Constance Lake First Nation in state of emergency for over a year due to blastomycosis
The fungal infection has killed 5 people in the First Nation
Constance Lake First Nation in northeastern Ontario continues to live in a state of emergency more than a year after people first started to get sick with a lung infection called blastomycosis.
The infection has killed five people since November 2021, and another 46 members of the First Nation have received treatment, said Constance Lake First Nation Chief Ramona Sutherland.
Blastomyces, a fungus often found in soil and rotting wood, causes blastomycosis when it is inhaled. Symptoms include a fever, cough, night sweats, chest pain, fatigue and muscle aches.
Finding the source
Dr. Anna Banerji, an infectious disease specialist with the University of Toronto's Dalla Lana School of Public Health, told CBC News blastomycosis can be treated with a common antifungal.
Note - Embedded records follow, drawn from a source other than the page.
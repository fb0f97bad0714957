// Copyright 2024 FastLabs Developers
//
// Licensed under the Apache License, Version 2.0 (the "License");
// you may not use this file except in compliance with the License.
// You may obtain a copy of the License at
//
//     http://www.apache.org/licenses/LICENSE-2.0
//
// Unless required by applicable law or agreed to in writing, software
// distributed under the License is distributed on an "AS IS" BASIS,
// WITHOUT WARRANTIES OR CONDITIONS OF ANY KIND, either express or implied.
// See the License for the specific language governing permissions and
// limitations under the License.

//! Traps handle errors that occur while logging and must not reach the caller.

use std::fmt;
use std::io;
use std::io::Write;
use std::sync::Arc;

use crate::Error;

/// A trap receives errors raised inside sinks.
pub trait Trap: fmt::Debug + Send + Sync + 'static {
    /// Handle an error raised while logging.
    fn trap(&self, err: &Error);
}

impl Trap for Arc<dyn Trap> {
    fn trap(&self, err: &Error) {
        self.as_ref().trap(err)
    }
}

impl<T: Trap> From<T> for Box<dyn Trap> {
    fn from(value: T) -> Self {
        Box::new(value)
    }
}

/// A trap that writes the error to stderr.
#[derive(Debug, Default)]
#[non_exhaustive]
pub struct DefaultTrap {}

impl Trap for DefaultTrap {
    fn trap(&self, err: &Error) {
        let _ = writeln!(io::stderr(), "multilog: {err}");
    }
}

/// A trap that silently drops every error.
#[derive(Debug, Default)]
#[non_exhaustive]
pub struct BestEffortTrap {}

impl Trap for BestEffortTrap {
    fn trap(&self, _: &Error) {}
}
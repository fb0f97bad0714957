// Copyright 2024 FastLabs Developers
//
// Licensed under the Apache License, Version 2.0 (the "License");
// you may not use this file except in compliance with the License.
// You may obtain a copy of the License at
//
//     http://www.apache.org/licenses/LICENSE-2.0
//
// Unless required by applicable law or agreed to in writing, software
// distributed under the License is distributed on an "AS IS" BASIS,
// WITHOUT WARRANTIES OR CONDITIONS OF ANY KIND, either express or implied.
// See the License for the specific language governing permissions and
// limitations under the License.

//! Bridge from the [`log`] crate facade to a [`Logger`].

use std::sync::Arc;

use crate::Level;
use crate::Logger;
use crate::record::Emphasis;

struct LogCrateLogger(Arc<Logger>);

impl log::Log for LogCrateLogger {
    fn enabled(&self, metadata: &log::Metadata) -> bool {
        log::Log::enabled(self.0.as_ref(), metadata)
    }

    fn log(&self, record: &log::Record) {
        log::Log::log(self.0.as_ref(), record);
    }

    fn flush(&self) {
        log::Log::flush(self.0.as_ref());
    }
}

impl log::Log for Logger {
    fn enabled(&self, metadata: &log::Metadata) -> bool {
        Logger::enabled(self, metadata.level().into())
    }

    fn log(&self, record: &log::Record) {
        self.emit(record.level().into(), Emphasis::Plain, *record.args());
    }

    fn flush(&self) {
        Logger::flush(self);
    }
}

fn level_filter(level: Level) -> log::LevelFilter {
    match level {
        Level::Debug => log::LevelFilter::Debug,
        Level::Info => log::LevelFilter::Info,
        Level::Warning => log::LevelFilter::Warn,
        Level::Error | Level::Critical => log::LevelFilter::Error,
    }
}

/// Route the [`log`] crate macros to `logger`.
///
/// The maximum level of the facade is set to the finest threshold of the logger.
///
/// # Errors
///
/// An error is returned if the global logger of the `log` crate has already been set.
///
/// # Examples
///
/// ```
/// use multilog::Config;
///
/// let dir = tempfile::tempdir().unwrap();
/// let logger = multilog::setup(Config::new().name("bridged").log_dir(dir.path())).unwrap();
/// multilog::bridge::install(logger).unwrap();
///
/// log::info!("routed to the bridged log file");
/// ```
pub fn install(logger: Arc<Logger>) -> Result<(), log::SetLoggerError> {
    let max_level = level_filter(logger.finest_level());
    log::set_boxed_logger(Box::new(LogCrateLogger(logger)))?;
    log::set_max_level(max_level);
    Ok(())
}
She said the disease cannot be spread between people, and only comes from the environment.
Sutherland said investigators searched around 200 locations throughout the community to find the source of the fungus that causes the disease. All their tests came back negative, but she said there's an area with a ditch that has a high probability of being the source.
Because the fungus becomes inactive in cold weather, Sutherland said they started to clean up that area in October, when it was safer to do so.
Sutherland said that in addition to blastomycosis, the small community of 800 people has seen a recent surge in COVID-19 cases, with at at least 10.
"To have another respiratory infection on top of the fungal infection, I can't even imagine how difficult it would be to breathe through all that," she said.
For around a year, the community has had a checkpoint in place where officials ask people if they have any COVID-19 symptoms. But the band council voted to lift the checkpoint ahead of the new year.
"But I think that needs to be reconsidered because of the rising numbers of COVID cases in our community," Sutherland said.